To walk us through every step of the model architecture, I built a model and plotted it below. While I walk you through every step, please compare the layers in the model plot with the brief on each layer given below. This will help you get a better understanding of the input and output dimensions in the layers. In this architecture we are primarily working with 3 layers (embedding, bi-lstm, lstm layers) and the 4th layer which is TimeDistributed Dense layer to output the result. We will discuss the layers in detail :

为了引导我们完成模型体系结构的每个步骤，我建立了一个模型并将其绘制在下面。当我逐步引导您完成所有步骤时，请比较模型图中的图层与下面给出的每个图层的摘要。这将帮助您更好地了解图层中的输入和输出尺寸。在此体系结构中，我们主要使用3层(嵌入，bi-lstm，lstm层)和第4层(即TimeDistributed Dense层)来输出结果。我们将详细讨论各层：

Layer 1 — Embedding layer : We will specify the maximum length (104) of the padded sequences. After the network is trained, the embedding layer will transform each token into a vector of n dimensions. We have chosen the n dimensions to be (64).
第1层-嵌入层：我们将指定填充序列的最大长度(104)。训练完网络后，嵌入层会将每个令牌转换为n维向量。我们选择n维为(64)。

The dimensions (?, 104, 64) that we see in the embedding layer in the given neural network plot comes from these specifications. Please note the 1st dimension shows ‘?’ or None in the plots. They represent the batch sizes, if its not given they show ‘?’ or None which means the model can take any batch size.

我们在给定神经网络图的嵌入层中看到的尺寸(？，104、64)来自这些规范。请注意，第一个维度显示为“？” 或在图中没有。它们代表批次大小，如果未给出，则显示“？” 或“无”表示该模型可以采用任何批处理大小。

Layer 2 — Bidirectional LSTM : Bidirectional lstm takes a recurrent layer (e.g. the first LSTM layer) as an argument. This layer takes the output from the previous embedding layer (104, 64).
第2层-双向LSTM：双向lstm将循环层(例如第一个LSTM层)作为参数。该层获取前一嵌入层(104、64)的输出。

Since this is bidirectional lstm, we will have forward and backward outputs should be combined before being passed on to the next layer. This can be done by summing or taking average or concatenating or multiplying. All these functions are given in the merge mode argument in bi-lstm layer. The default mode is to concatenate, where the outputs are concatenated together, providing double the number of outputs to the next layer, in our case its 128(64 * 2).

由于这是双向的lstm，因此在传递给下一层之前，我们将要合并向前和向后的输出。这可以通过求和或取平均值或串联或相乘来完成。所有这些功能在bi-lstm层的合并模式参数中给出。默认模式是串联，将输出串联在一起，从而为下一层(在本例中为128(64 * 2))提供两倍的输出。

Layer 3 — LSTM Layer : An LSTM network is a recurrent neural network that has LSTM cell blocks in place of our standard neural network layers. These cells have various components called the input gate, the forget gate and the output gate.
第3层-LSTM层： LSTM网络是一种递归神经网络，具有LSTM单元块来代替我们的标准神经网络层。这些单元具有称为输入门，遗忘门和输出门的各种组件。

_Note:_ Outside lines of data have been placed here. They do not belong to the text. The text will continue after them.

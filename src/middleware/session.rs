//! Session check in front of every protected route.

use axum::{
    extract::{Request, State},
    http::StatusCode,
    middleware::Next,
    response::{IntoResponse, Redirect, Response},
};
use axum_extra::extract::cookie::CookieJar;
use prism_auth::{SessionAction, SessionState, decode_claims};
use prism_client::Session;
use prism_models::CurrentUser;
use tracing::{debug, warn};

use crate::metrics::track_session_action;
use crate::middleware::auth::AuthSession;
use crate::state::AppState;
use crate::utils::cookies::{cookie_value, store_tokens};
use crate::utils::redirect::refresh_location;

/// Redirects per [`SessionAction`] unless the access token is live.
///
/// On `Continue` the request carries an [`AuthSession`]. If the backend
/// client refreshed the tokens while handling the request, the new values
/// are set as cookies on the response. A `401` that survives the client's
/// refresh retry ends the session with a redirect to `/logout`.
pub async fn require_session(
    State(state): State<AppState>,
    jar: CookieJar,
    mut req: Request,
    next: Next,
) -> Response {
    let config = &state.session_config;
    let access = cookie_value(&jar, &config.access_cookie);
    let refresh = cookie_value(&jar, &config.refresh_cookie);

    let session_state = SessionState::classify_now(access.as_deref(), refresh.as_deref(), config);
    let action = session_state.action();
    track_session_action(action);

    match action {
        SessionAction::Continue => {}
        SessionAction::RedirectRefresh => {
            let original = req
                .uri()
                .path_and_query()
                .map(|pq| pq.as_str())
                .unwrap_or("/");
            debug!(state = %session_state, "Access token expired, refreshing");
            return Redirect::to(&refresh_location(original)).into_response();
        }
        SessionAction::RedirectLogin | SessionAction::RedirectLogout => {
            debug!(state = %session_state, "Session not usable");
            return Redirect::to(action.location().unwrap_or("/login")).into_response();
        }
    }

    let user = access
        .as_deref()
        .and_then(|token| decode_claims(token).ok())
        .and_then(|claims| CurrentUser::from_claims(&claims));
    let Some(user) = user else {
        warn!("Access token carries no user id");
        return Redirect::to("/logout").into_response();
    };

    let session = Session::new(access, refresh);
    req.extensions_mut().insert(AuthSession {
        session: session.clone(),
        user,
    });

    let response = next.run(req).await;

    if response.status() == StatusCode::UNAUTHORIZED {
        warn!("Backend rejected the session after refresh");
        return Redirect::to("/logout").into_response();
    }

    if session.was_refreshed() {
        debug!("Forwarding refreshed tokens");
        let jar = store_tokens(CookieJar::new(), &session.tokens(), config);
        return (jar, response).into_response();
    }

    response
}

This layer takes the output dimension from the previous bidirectional lstm layer (?, 104, 128) and outputs (?, 104, 256)

该层采用前一个双向lstm层的输出尺寸(？，104，128)和输出(？，104，256)

Layer 4 — TimeDistributed Layer : We are dealing with Many to Many RNN Architecture where we expect output from every input sequence for example (a1 →b1, a2 →b2… an →bn) where a and b are inputs and outputs of every sequence. The TimeDistributeDense layers allow you to apply Dense(fully-connected) operation across every output over every time-step. If you don’t use this, you would only have one final output.
第四层-时间分布层：我们正在处理多对多RNN架构，我们期望从每个输入序列(例如，a1→b1，a2→b2…a→bn)输出，其中a和b是每个序列的输入和输出。通过TimeDistributeDense层，您可以在每个时间步跨每个输出应用Dense(完全连接)操作。如果您不使用它，则将只有一个最终输出。

This layer take the output dimension of the previous lstm layer (104, 256) and outputs the max sequence length (104) and max tags (17).

该层采用前一个lstm层的输出尺寸(104，256)，并输出最大序列长度(104)和最大标签(17)。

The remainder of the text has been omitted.